**Work required:**
Where the string "microseconds" occurs in a line of the entries below, copy that line.
•••
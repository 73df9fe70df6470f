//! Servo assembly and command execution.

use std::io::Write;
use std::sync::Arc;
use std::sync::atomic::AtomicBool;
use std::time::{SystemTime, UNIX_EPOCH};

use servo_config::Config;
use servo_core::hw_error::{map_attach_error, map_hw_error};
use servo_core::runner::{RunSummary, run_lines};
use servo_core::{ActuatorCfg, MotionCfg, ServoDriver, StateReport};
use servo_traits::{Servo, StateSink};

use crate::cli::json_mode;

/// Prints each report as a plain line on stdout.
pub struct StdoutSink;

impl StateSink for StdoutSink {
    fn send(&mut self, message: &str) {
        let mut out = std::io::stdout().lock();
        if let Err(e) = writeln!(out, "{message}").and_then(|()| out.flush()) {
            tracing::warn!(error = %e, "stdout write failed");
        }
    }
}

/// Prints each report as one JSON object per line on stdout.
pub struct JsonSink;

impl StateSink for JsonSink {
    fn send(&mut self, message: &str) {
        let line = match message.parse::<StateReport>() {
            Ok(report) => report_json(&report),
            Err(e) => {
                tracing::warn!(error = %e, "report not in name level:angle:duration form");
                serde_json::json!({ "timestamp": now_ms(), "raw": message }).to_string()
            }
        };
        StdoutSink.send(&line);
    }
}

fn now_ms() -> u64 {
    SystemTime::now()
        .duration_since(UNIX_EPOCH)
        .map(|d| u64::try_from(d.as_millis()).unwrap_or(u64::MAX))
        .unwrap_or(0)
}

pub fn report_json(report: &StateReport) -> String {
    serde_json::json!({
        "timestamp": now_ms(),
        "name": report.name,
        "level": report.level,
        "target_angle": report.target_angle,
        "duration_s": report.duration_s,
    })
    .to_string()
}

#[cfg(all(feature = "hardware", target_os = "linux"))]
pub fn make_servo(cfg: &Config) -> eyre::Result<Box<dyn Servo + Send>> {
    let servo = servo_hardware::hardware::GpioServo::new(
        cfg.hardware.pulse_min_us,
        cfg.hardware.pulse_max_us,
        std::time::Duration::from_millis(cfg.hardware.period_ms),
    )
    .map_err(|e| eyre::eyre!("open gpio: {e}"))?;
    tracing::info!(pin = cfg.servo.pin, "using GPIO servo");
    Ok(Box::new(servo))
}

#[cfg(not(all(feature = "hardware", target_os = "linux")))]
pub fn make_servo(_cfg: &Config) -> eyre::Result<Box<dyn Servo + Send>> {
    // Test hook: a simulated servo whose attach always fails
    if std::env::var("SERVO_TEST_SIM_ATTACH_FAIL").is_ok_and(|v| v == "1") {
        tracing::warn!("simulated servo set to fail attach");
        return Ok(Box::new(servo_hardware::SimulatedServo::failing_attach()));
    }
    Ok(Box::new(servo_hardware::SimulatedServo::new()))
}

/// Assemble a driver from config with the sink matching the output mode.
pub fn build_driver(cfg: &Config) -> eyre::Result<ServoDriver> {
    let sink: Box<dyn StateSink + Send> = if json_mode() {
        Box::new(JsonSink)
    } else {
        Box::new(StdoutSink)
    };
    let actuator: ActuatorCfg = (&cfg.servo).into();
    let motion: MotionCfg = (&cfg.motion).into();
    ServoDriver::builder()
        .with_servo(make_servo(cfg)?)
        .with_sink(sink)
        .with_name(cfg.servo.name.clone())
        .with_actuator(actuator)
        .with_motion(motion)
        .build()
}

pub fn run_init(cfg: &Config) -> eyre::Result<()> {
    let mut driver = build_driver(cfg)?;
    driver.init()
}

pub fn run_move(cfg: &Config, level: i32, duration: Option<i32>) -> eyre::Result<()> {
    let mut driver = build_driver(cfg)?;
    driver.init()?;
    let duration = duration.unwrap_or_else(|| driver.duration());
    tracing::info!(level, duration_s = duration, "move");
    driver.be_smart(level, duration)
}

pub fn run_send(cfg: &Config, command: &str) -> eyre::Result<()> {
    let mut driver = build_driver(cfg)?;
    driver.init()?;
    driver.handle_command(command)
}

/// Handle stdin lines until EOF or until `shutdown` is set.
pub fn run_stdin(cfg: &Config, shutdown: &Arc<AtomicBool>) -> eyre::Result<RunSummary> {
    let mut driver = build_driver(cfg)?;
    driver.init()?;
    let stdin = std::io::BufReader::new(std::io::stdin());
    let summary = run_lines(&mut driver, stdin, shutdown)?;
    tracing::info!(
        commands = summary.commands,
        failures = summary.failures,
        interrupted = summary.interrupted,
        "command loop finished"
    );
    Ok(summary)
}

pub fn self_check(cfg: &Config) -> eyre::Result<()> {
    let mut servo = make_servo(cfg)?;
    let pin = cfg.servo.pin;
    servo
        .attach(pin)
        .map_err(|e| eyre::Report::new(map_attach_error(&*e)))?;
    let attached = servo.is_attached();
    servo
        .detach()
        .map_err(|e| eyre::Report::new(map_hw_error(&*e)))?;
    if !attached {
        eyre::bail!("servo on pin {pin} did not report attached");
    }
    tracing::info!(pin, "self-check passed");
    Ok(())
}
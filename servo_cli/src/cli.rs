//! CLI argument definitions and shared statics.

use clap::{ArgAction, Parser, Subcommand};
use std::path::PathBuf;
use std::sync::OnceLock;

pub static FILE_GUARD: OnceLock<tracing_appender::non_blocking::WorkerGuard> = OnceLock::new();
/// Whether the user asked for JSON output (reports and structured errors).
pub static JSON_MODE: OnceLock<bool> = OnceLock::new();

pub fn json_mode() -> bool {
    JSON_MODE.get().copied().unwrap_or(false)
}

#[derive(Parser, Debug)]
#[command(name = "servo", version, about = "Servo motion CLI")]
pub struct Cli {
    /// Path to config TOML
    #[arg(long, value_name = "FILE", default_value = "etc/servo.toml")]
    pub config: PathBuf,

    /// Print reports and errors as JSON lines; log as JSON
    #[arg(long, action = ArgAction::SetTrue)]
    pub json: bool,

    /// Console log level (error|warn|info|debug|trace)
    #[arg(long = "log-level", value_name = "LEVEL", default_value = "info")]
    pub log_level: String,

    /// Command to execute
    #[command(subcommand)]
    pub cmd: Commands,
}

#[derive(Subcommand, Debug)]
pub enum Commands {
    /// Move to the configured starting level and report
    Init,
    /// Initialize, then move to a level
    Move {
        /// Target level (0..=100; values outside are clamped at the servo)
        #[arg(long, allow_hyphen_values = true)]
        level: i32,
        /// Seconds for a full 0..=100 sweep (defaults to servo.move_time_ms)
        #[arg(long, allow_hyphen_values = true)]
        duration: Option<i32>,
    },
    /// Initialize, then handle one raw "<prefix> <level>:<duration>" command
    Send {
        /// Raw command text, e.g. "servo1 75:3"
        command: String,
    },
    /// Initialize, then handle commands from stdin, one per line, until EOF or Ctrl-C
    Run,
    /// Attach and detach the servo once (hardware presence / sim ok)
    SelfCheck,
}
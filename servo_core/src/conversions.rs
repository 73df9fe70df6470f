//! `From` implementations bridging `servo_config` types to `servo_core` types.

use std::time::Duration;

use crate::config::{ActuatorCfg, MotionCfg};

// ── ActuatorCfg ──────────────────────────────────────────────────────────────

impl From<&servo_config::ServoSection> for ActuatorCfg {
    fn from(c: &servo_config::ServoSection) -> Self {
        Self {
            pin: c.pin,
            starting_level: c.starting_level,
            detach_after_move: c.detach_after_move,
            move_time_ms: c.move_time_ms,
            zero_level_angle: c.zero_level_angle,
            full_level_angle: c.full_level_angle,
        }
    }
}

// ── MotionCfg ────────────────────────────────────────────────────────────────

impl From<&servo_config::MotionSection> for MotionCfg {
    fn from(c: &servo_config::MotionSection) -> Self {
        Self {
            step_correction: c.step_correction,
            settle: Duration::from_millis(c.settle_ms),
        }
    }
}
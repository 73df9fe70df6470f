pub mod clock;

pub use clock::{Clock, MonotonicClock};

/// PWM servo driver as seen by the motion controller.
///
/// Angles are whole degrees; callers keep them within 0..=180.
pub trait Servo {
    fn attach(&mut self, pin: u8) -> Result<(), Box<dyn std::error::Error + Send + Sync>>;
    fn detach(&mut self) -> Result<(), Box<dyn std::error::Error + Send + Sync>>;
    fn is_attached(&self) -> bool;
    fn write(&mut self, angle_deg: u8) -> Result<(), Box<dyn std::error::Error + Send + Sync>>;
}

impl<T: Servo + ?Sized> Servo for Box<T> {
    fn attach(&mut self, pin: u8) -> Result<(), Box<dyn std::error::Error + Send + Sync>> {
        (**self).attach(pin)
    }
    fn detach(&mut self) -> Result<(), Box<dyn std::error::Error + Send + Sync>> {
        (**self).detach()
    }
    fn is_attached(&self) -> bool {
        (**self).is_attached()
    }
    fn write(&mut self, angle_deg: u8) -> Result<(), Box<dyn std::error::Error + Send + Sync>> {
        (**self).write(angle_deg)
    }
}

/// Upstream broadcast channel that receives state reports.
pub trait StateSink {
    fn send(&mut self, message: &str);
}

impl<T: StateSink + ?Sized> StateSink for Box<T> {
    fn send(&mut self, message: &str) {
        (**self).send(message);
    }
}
•••
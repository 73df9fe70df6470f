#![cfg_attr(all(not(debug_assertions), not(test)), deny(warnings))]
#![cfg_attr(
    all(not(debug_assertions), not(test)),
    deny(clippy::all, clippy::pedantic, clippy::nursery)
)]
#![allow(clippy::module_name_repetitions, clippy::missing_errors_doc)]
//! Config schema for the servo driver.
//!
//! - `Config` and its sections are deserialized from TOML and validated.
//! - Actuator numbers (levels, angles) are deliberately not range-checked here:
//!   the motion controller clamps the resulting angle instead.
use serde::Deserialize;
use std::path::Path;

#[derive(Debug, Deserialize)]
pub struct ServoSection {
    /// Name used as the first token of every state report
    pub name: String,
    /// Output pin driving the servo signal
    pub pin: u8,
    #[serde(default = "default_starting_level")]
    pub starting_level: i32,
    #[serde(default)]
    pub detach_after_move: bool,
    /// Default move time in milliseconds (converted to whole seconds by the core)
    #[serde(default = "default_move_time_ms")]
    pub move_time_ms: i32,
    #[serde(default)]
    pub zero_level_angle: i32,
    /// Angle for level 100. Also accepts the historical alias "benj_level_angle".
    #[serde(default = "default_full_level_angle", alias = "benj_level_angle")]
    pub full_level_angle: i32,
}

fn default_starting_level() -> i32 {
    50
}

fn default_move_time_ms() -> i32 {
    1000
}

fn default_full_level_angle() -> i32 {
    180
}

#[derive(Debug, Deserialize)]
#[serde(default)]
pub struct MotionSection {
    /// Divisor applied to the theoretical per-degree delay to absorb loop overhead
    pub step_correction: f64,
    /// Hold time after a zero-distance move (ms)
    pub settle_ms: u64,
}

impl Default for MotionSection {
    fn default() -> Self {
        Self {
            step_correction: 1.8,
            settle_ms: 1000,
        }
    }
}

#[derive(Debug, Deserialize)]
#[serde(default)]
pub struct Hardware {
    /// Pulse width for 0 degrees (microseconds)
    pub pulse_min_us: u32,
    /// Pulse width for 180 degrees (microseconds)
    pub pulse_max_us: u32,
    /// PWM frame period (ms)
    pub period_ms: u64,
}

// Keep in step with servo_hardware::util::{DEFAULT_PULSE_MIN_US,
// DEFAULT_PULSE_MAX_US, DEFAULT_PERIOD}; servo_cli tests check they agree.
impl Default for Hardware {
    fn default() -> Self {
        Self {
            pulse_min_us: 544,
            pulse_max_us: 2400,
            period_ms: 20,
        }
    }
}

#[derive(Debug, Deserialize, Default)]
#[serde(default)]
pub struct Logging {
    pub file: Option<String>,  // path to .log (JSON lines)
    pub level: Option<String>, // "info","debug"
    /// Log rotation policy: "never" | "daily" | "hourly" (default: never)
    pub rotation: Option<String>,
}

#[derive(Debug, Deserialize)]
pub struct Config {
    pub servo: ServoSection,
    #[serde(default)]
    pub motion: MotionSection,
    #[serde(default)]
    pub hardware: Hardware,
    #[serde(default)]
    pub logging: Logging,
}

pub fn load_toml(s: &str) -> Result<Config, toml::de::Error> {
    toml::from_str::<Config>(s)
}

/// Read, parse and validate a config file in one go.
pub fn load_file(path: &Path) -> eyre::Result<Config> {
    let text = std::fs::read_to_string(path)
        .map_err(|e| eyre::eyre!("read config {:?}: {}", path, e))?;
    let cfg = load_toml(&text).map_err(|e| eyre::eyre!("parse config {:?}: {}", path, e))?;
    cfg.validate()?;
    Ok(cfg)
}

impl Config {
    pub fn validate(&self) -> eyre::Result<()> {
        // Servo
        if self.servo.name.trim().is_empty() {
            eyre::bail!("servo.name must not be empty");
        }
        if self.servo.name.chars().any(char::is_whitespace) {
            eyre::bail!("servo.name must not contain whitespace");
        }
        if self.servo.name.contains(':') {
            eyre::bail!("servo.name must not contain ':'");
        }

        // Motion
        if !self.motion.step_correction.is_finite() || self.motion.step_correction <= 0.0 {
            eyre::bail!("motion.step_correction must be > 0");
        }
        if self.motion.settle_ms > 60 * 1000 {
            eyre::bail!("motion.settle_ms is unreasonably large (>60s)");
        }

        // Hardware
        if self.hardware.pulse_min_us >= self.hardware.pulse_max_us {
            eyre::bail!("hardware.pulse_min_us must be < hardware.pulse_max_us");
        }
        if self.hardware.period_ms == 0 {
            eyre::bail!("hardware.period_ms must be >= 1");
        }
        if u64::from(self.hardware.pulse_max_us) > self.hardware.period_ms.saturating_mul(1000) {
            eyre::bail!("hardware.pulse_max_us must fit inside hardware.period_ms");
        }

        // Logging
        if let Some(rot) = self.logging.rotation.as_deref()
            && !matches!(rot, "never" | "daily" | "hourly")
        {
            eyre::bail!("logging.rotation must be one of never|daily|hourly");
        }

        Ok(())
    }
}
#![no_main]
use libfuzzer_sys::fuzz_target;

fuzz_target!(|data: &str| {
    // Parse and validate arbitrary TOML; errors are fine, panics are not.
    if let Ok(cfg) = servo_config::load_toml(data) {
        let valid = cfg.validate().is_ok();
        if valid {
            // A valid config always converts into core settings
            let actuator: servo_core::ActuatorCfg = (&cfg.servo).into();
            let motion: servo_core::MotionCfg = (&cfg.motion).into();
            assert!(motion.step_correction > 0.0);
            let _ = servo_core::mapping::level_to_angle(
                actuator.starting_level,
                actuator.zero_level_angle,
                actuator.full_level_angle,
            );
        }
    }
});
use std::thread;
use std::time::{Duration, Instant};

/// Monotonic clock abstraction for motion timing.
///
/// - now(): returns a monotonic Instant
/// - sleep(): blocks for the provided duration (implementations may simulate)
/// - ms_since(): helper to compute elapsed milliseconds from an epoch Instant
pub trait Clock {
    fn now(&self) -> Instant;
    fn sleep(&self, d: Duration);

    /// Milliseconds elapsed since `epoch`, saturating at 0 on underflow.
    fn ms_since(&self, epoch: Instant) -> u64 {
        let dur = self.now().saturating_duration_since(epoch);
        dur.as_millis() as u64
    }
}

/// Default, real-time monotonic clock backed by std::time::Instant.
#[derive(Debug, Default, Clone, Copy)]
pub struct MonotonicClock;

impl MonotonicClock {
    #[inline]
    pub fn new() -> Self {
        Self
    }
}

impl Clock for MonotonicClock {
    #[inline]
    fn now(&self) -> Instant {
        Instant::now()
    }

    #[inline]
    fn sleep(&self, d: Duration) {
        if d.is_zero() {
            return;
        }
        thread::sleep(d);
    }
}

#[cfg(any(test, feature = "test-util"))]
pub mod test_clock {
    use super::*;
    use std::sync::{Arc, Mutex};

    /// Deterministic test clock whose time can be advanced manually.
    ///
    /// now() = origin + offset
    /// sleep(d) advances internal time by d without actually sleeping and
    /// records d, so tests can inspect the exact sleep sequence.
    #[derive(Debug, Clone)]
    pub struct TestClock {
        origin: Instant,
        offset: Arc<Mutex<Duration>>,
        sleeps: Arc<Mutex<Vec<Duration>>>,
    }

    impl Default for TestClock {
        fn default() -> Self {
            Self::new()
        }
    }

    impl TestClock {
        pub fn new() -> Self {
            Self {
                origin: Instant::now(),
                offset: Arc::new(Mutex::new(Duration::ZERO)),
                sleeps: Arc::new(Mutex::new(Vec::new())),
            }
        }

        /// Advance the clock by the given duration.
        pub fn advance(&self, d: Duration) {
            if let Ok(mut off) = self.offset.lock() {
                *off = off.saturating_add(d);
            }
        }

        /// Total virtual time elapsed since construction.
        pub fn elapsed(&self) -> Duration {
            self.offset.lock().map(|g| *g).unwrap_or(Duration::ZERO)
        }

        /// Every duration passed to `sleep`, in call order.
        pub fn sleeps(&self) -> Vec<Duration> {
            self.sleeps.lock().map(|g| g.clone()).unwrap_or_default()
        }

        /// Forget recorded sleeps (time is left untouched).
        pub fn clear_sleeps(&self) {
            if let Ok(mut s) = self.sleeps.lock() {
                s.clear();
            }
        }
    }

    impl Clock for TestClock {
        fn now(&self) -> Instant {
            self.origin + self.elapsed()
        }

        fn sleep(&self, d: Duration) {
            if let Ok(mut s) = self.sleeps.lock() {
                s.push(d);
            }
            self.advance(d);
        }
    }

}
•••
**Result of this exercise:**
    /// Pulse width for 0 degrees (microseconds)
    /// Pulse width for 180 degrees (microseconds)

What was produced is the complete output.